PowerScout’s study was different from past research in two significant ways. Rather than studying the voting patterns and partisanship of geographic areas with relatively large amounts of installed solar, the company zoomed in on the household level. In other words, it wanted to find out how willing individual Democrats and Republicans were to shell out money for a solar installation. In addition, the study examined the homes of 1.5 million rooftops — a robust dataset.
To reach its findings, PowerScout pulled the Federal Election Commission’s lists of donors to the Democratic and Republican parties and candidates in the top 20 solar markets. Toth felt that focusing on donors was the best gauge available for an individual household’s party affiliation. “We have seen studies before that lump people together by the voting preference of a county where they reside. To us, that is not granular enough to explain someone’s political tendencies,” he said. “If someone forks out money, that shows their political leaning at the household level.”
From those publicly available lists of donors, PowerScout then filtered out work addresses, post office boxes and apartments so it could focus on single-family homes where a residential solar system could be installed. After winnowing the initial donor lists down, PowerScout was left with 1.5 million homes, 1 million of which were Democratic donors and the rest of which were Republican supporters.
Machine learning to identify solar
In order to get the household-level data it desired, PowerScout next gathered satellite images of all 1.5 million homes of Democratic and Republican donors. Naturally, it would be too time-consuming and cumbersome to have people search each rooftop for solar panels, so the company instead employed a machine-learning model called a convolutional neural network, or CNN.

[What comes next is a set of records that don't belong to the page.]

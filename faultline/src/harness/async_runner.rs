//! Async host adapter.
//!
//! The setup future is awaited to completion and its result recorded before
//! the body future is even constructed, so a suspension point can never let
//! the body start after a failed setup.

use super::runner::{transition, FailureCapturingHarness};
use crate::core::{BodyResult, Outcome, PhaseTracker, UnitPhase};
use crate::errors::{Failure, FailureKind};
use crate::observability::PhaseTimer;
use crate::postprocess::TransactionMode;
use crate::report::DiagnosticReport;
use crate::unit::{UnitContext, TRANSACTION_TAG};
use futures::future::BoxFuture;
use futures::FutureExt;
use std::collections::BTreeMap;
use std::fmt::Debug;
use std::future::Future;
use std::panic::AssertUnwindSafe;
use tracing::{debug, info_span, warn, Instrument};

type AsyncBodyFn<F> =
    Box<dyn FnOnce(F) -> BoxFuture<'static, anyhow::Result<serde_json::Value>> + Send>;

/// A unit of work whose phases are futures.
pub struct AsyncUnitOfWork<F> {
    id: String,
    tags: BTreeMap<String, String>,
    setup: BoxFuture<'static, anyhow::Result<F>>,
    body: AsyncBodyFn<F>,
}

impl<F: Send + 'static> AsyncUnitOfWork<F> {
    /// Creates a new async unit.
    pub fn new<S, B, Fut>(id: impl Into<String>, setup: S, body: B) -> Self
    where
        S: Future<Output = anyhow::Result<F>> + Send + 'static,
        B: FnOnce(F) -> Fut + Send + 'static,
        Fut: Future<Output = anyhow::Result<serde_json::Value>> + Send + 'static,
    {
        Self {
            id: id.into(),
            tags: BTreeMap::new(),
            setup: setup.boxed(),
            body: Box::new(move |fixture| body(fixture).boxed()),
        }
    }

    /// Adds a descriptive tag.
    #[must_use]
    pub fn with_tag(mut self, key: impl Into<String>, value: impl Into<String>) -> Self {
        self.tags.insert(key.into(), value.into());
        self
    }

    /// Requests a transaction mode for this unit.
    #[must_use]
    pub fn transactional(self, mode: TransactionMode) -> Self {
        self.with_tag(TRANSACTION_TAG, mode.to_string())
    }

    /// Returns the unit identifier.
    #[must_use]
    pub fn id(&self) -> &str {
        &self.id
    }
}

impl<F> Debug for AsyncUnitOfWork<F> {
    fn fmt(&self, f: &mut std::fmt::Formatter<'_>) -> std::fmt::Result {
        f.debug_struct("AsyncUnitOfWork")
            .field("id", &self.id)
            .field("tags", &self.tags)
            .finish_non_exhaustive()
    }
}

async fn capture_async<T>(
    kind: FailureKind,
    catch_panics: bool,
    fut: BoxFuture<'static, anyhow::Result<T>>,
) -> Result<T, Failure> {
    if !catch_panics {
        return fut.await.map_err(|err| Failure::from_anyhow(kind, &err));
    }

    match AssertUnwindSafe(fut).catch_unwind().await {
        Ok(Ok(value)) => Ok(value),
        Ok(Err(err)) => Err(Failure::from_anyhow(kind, &err)),
        Err(payload) => Err(Failure::from_panic(kind, payload.as_ref())),
    }
}

impl FailureCapturingHarness {
    /// Runs one async unit to a terminal state and reports on it.
    pub async fn run_async<F: Send + 'static>(&self, unit: AsyncUnitOfWork<F>) -> DiagnosticReport {
        let AsyncUnitOfWork {
            id,
            tags,
            setup,
            body,
        } = unit;
        let ctx = UnitContext::new(id, tags);
        let span = info_span!("unit", unit_id = ctx.unit_id(), run_id = %ctx.run_id());

        async {
            let outcome = match AssertUnwindSafe(self.execute_async(&ctx, setup, body))
                .catch_unwind()
                .await
            {
                Ok(outcome) => outcome,
                Err(payload) => self.release_and_resume(&ctx, payload),
            };
            self.finish(&ctx, outcome)
        }
        .instrument(span)
        .await
    }

    async fn execute_async<F: Send + 'static>(
        &self,
        ctx: &UnitContext,
        setup: BoxFuture<'static, anyhow::Result<F>>,
        body: AsyncBodyFn<F>,
    ) -> Outcome {
        let catch_panics = self.config().capture_panics;
        let mut phases = PhaseTracker::new(ctx.unit_id());
        transition(&mut phases, UnitPhase::SettingUp);

        let timer = PhaseTimer::start(UnitPhase::SettingUp);
        let fixture = match self.chain().run_before(ctx) {
            Ok(()) => capture_async(FailureKind::Setup, catch_panics, setup).await,
            Err(cause) => Err(cause),
        };
        let fixture = match fixture {
            Ok(fixture) => fixture,
            Err(cause) => {
                transition(&mut phases, UnitPhase::SetupFailed);
                warn!(duration_ms = timer.finish(), cause = %cause.message, "Setup failed; body skipped");
                return Outcome::SetupFailed { cause };
            }
        };
        debug!(duration_ms = timer.finish(), "Setup completed");

        transition(&mut phases, UnitPhase::BodyRunning);
        let timer = PhaseTimer::start(UnitPhase::BodyRunning);
        // The body closure runs inside the guarded future, not before it.
        let body_future = async move { body(fixture).await }.boxed();
        let result = match capture_async(FailureKind::Body, catch_panics, body_future).await {
            Ok(value) => BodyResult::Returned(value),
            Err(failure) => BodyResult::Failed(failure),
        };
        transition(&mut phases, UnitPhase::Completed);
        debug!(duration_ms = timer.finish(), passed = result.is_ok(), "Body completed");

        Outcome::Completed { result }
    }
}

“We went through and labeled images of houses that had solar and those that didn’t,” said Mike Ulin, head of data science at PowerScout. “You feed those into the model, and the model, based on those examples, can learn to differentiate between homes with solar and without solar.”
The model isn’t actually looking at all the images, at least as we would imagine it. Instead, it converts each image into numerical values.
“So every pixel in the image has three values, a different number for every red, green and blue channel. You end up with a model that has millions of variables as opposed to simple regression models that only have a handful,” said Ulin.
In addition, Ulin said he optimized the model through a technique known as gradient descent. “The model goes through hundreds of iterations to find the optimal settings for millions of variables. Every time it does, we score the output and how well the model identifies the labeled images,” he said, noting that the model was about 90 percent accurate at identifying images.
Toth said the technology can be used to identify the people who are most likely to purchase clean energy technologies like solar and substantially cut customer-acquisition costs. “You can build a propensity model that helps you to focus marketing dollars on high-propensity customers,” he said.
With more data and smarter marketing, Toth believes that, over time, customer acquisition costs can be sliced sixfold. “Today, solar customer acquisition costs are in excess of 15 percent to 17 percent of the total purchase price,” he said, comparing those costs with the 3 percent to 4 percent average in the car industry. “There’s no reason you should pay $6,000 to acquire a solar system [customer] when the hardware is costing less than that.”
If those cost reductions come to fruition, it’s safe to say that solar will become even less of a partisan issue than it is now.